Direct deals are the holy grail of investing. Find the next early stage company and billions can be made. But how much due diligence are family offices doing to find those next successful companies – not much, according to experts.
“There will be a lot of failed investments by family offices and we will never hear about them,” says Peter Brock, head of family office services at EY. “But in the next ten years this could be a big problem for family offices.”
Brock and others say too many family offices are doing deals without adequate levels of due diligence. “There is no shortage of deal flow out there and family offices are sometimes spoiled for choice. But when you ask them if they’ve done due diligence in many cases they come back with a pretty poor checklist.”

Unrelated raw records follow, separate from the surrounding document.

use itertools::Itertools;

use crate::{
    error::TransformError,
    lorry_run::{columns::MIN_COLUMNS, stop::StopRecord, RawTable},
    schedule::{
        clock::{departure_stamp, Clock},
        ScheduleRow, ScheduleTable,
    },
};

/// Turns the data rows of a lorry run export into a per-route stop schedule.
///
/// Every route that maps to a depot is emitted as a depot start row, its
/// stops in file order and a depot end row. Routes with no depot are dropped
/// entirely. The clock is read once and the same departure stamp is used on
/// every start row.
pub fn transform(table: &RawTable, clock: &dyn Clock) -> Result<ScheduleTable, TransformError> {
    let width = table.width();
    if width < MIN_COLUMNS {
        return Err(TransformError::MissingColumns { found: width });
    }

    let stops = table
        .rows
        .iter()
        .map(StopRecord::from_row)
        .filter(|stop| !stop.is_run_header())
        .unique_by(|stop| stop.name.clone())
        .collect::<Vec<_>>();

    let route_order = stops.iter().map(|stop| stop.route.clone()).unique().collect::<Vec<_>>();
    let mut stops_by_route = stops.into_iter().into_group_map_by(|stop| stop.route.clone());

    let departure_time = departure_stamp(clock);

    let mut rows = vec![];
    for route in route_order {
        let Some(members) = stops_by_route.remove(&route) else {
            continue;
        };

        let driver = members[0].driver.as_str();
        if members.iter().any(|stop| stop.driver != driver) {
            log::debug!("{route} lists more than one driver, using {driver:?}");
        }

        let Some(depot) = route.depot() else {
            log::info!(
                "Skipping {route}: route number {:?} is not served by any depot",
                route.number()
            );
            continue;
        };

        rows.push(ScheduleRow::depot(route.name(), driver, depot, &departure_time));
        rows.extend(
            members
                .iter()
                .map(|stop| ScheduleRow::stop(route.name(), driver, stop)),
        );
        rows.push(ScheduleRow::depot(route.name(), driver, depot, ""));
    }

    log::info!("Built schedule with {} rows", rows.len());

    Ok(ScheduleTable { rows })
}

Del Huse, a direct deal originator for family offices and ultra-high net worth individuals for a company called Roycian, agrees, and reckons that family offices are “skinny” when it comes to due diligence on deals. “That’s often because they are working with people they know very well and work on a trust basis,” says the London-based Huse. “This is particularly the case in the Middle East and Asia.”
The cost associated with doing rigorous due diligence is also a factor deterring family offices. “In most cases they don’t have the level of expertise to do the due diligence,” says Huse. Brock adds that due diligence has nothing to do with the size of the family office. “I know of one very big family office that has done hardly any due diligence on their direct deals.”
As Family Capital has said before, direct deals have been very popular with family offices in recent years, because of the control they offer and their potential upside. Family offices have also piled into direct deals because many of them have become disillusioned with private equity funds.
But direct deals could become a big mis-selling scandal for family offices in the future. Of course, if so, the market may hear little about it, given the secrecy around the sector.